WHAT THE TASK ASKS → Establish how many lines in the records below include the word "ApiError"; respond with that number only.

RAW DATA →
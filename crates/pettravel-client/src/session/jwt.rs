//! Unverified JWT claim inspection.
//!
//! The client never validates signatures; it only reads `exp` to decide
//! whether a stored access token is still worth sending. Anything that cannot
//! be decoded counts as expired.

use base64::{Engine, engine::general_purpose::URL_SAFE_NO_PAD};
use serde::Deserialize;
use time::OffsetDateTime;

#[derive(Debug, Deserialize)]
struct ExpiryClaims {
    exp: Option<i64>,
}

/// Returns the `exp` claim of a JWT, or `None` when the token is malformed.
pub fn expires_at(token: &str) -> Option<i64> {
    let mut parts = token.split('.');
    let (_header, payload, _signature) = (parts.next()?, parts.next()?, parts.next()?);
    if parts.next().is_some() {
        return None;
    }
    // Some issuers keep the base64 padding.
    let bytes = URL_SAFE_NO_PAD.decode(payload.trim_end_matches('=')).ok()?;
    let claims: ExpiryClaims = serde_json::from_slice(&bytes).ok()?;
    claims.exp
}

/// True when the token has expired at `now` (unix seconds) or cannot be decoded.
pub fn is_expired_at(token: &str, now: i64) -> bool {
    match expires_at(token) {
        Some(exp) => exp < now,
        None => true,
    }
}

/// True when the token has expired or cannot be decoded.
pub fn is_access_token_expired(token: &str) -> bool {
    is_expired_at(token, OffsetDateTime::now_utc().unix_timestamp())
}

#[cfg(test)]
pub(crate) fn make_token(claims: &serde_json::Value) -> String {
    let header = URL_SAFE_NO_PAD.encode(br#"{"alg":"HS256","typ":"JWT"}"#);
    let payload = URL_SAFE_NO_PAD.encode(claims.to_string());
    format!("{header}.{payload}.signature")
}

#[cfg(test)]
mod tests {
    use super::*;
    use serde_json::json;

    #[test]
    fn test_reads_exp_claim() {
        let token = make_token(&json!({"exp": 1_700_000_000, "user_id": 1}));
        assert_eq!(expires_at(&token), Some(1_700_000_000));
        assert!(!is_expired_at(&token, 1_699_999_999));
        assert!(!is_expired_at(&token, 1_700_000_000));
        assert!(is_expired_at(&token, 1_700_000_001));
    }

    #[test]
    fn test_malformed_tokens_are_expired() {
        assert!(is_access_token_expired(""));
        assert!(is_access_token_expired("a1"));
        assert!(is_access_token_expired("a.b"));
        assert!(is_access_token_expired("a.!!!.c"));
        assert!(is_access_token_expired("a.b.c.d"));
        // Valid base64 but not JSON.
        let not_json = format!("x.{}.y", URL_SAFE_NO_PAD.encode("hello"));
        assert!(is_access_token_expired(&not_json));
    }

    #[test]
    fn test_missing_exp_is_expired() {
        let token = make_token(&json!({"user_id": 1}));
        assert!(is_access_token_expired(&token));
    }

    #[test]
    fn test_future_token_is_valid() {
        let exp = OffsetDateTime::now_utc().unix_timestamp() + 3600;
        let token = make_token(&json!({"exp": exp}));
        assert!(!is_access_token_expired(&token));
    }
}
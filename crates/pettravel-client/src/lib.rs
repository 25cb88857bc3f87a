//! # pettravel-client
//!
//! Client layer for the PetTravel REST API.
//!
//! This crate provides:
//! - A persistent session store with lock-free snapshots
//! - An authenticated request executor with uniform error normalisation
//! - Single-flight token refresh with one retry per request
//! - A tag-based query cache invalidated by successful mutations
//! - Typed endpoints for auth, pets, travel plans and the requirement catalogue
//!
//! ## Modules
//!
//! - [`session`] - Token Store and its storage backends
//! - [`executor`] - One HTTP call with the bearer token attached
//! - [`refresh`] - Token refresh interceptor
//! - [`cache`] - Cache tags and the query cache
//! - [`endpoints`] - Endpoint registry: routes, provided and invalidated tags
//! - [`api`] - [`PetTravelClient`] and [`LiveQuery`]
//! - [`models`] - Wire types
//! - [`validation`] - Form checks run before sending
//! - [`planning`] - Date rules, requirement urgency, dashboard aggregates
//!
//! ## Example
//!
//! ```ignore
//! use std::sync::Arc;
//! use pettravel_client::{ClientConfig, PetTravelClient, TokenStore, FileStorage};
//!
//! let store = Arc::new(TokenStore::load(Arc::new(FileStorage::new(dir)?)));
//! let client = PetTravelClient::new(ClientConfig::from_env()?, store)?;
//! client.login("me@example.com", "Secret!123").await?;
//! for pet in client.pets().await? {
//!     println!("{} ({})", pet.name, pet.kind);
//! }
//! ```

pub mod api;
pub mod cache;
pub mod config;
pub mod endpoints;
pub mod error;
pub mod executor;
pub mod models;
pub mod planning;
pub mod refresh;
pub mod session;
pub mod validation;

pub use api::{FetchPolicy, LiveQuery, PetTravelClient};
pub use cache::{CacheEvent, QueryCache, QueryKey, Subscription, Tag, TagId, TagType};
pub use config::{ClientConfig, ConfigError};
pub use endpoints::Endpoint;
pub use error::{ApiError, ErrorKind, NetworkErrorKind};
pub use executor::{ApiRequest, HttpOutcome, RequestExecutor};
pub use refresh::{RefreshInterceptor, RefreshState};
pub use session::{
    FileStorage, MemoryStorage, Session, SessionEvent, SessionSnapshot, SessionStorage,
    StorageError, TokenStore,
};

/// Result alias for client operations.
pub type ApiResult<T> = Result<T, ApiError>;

--

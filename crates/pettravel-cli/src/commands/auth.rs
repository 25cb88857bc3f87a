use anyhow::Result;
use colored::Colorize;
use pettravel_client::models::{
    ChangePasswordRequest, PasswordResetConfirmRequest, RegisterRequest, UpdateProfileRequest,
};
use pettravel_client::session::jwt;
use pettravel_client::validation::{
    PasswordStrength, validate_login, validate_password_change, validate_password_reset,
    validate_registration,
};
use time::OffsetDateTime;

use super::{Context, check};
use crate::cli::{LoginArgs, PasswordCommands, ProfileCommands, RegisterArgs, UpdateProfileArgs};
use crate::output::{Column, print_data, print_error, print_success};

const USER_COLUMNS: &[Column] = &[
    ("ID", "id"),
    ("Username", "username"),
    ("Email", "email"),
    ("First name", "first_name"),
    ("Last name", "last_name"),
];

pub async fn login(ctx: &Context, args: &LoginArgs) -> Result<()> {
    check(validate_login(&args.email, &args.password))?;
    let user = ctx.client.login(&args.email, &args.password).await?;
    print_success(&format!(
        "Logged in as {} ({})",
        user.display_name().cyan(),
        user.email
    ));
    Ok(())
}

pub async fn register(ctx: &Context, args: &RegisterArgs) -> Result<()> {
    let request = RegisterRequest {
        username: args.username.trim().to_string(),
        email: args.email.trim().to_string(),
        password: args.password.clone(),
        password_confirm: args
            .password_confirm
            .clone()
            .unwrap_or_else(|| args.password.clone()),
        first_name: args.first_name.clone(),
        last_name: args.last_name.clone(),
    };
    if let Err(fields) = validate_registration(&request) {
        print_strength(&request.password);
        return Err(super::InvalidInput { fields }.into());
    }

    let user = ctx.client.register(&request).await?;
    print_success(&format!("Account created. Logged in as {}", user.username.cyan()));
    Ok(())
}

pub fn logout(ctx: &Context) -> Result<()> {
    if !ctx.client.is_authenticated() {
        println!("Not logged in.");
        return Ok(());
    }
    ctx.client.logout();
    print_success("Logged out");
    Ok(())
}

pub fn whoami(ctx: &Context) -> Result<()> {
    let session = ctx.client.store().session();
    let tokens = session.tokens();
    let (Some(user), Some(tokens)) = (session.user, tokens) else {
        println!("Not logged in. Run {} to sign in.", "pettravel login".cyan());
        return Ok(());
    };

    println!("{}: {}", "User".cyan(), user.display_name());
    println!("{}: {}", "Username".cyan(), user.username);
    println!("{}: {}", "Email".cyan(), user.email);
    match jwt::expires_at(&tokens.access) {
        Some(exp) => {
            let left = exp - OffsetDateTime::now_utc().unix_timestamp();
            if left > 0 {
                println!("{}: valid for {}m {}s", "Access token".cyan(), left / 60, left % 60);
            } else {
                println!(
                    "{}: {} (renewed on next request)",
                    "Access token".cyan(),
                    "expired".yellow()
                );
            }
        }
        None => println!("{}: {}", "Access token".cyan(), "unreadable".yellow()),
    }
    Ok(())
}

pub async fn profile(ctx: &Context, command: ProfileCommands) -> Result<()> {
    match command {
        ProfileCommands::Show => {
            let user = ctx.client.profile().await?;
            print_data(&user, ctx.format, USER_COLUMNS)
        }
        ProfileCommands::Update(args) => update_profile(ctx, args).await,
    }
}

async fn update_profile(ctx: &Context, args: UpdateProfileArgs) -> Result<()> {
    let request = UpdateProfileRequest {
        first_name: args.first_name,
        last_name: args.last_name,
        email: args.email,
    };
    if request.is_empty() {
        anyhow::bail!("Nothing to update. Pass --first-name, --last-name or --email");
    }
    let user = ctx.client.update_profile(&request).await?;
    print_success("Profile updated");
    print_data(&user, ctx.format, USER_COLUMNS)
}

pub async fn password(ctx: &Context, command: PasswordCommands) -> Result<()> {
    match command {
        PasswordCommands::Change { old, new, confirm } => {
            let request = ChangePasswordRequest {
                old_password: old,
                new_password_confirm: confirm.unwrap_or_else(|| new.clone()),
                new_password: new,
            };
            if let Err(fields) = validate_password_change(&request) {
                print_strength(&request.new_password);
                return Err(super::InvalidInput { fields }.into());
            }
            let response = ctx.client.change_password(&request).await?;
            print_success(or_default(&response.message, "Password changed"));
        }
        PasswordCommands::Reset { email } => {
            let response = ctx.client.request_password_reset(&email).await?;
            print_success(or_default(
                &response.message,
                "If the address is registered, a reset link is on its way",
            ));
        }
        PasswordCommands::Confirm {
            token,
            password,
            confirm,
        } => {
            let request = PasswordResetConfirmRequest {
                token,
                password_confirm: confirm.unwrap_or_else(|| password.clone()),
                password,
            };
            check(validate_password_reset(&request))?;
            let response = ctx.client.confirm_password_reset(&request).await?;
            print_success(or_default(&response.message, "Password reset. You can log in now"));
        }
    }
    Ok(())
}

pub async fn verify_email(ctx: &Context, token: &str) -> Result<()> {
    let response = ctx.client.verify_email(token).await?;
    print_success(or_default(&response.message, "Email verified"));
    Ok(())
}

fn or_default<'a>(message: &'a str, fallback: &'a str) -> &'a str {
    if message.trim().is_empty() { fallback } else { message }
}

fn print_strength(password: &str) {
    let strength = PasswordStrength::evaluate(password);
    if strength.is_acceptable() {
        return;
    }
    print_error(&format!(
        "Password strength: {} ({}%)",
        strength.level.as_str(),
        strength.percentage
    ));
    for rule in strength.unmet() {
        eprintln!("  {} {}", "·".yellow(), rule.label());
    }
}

FINAL ANSWER → 2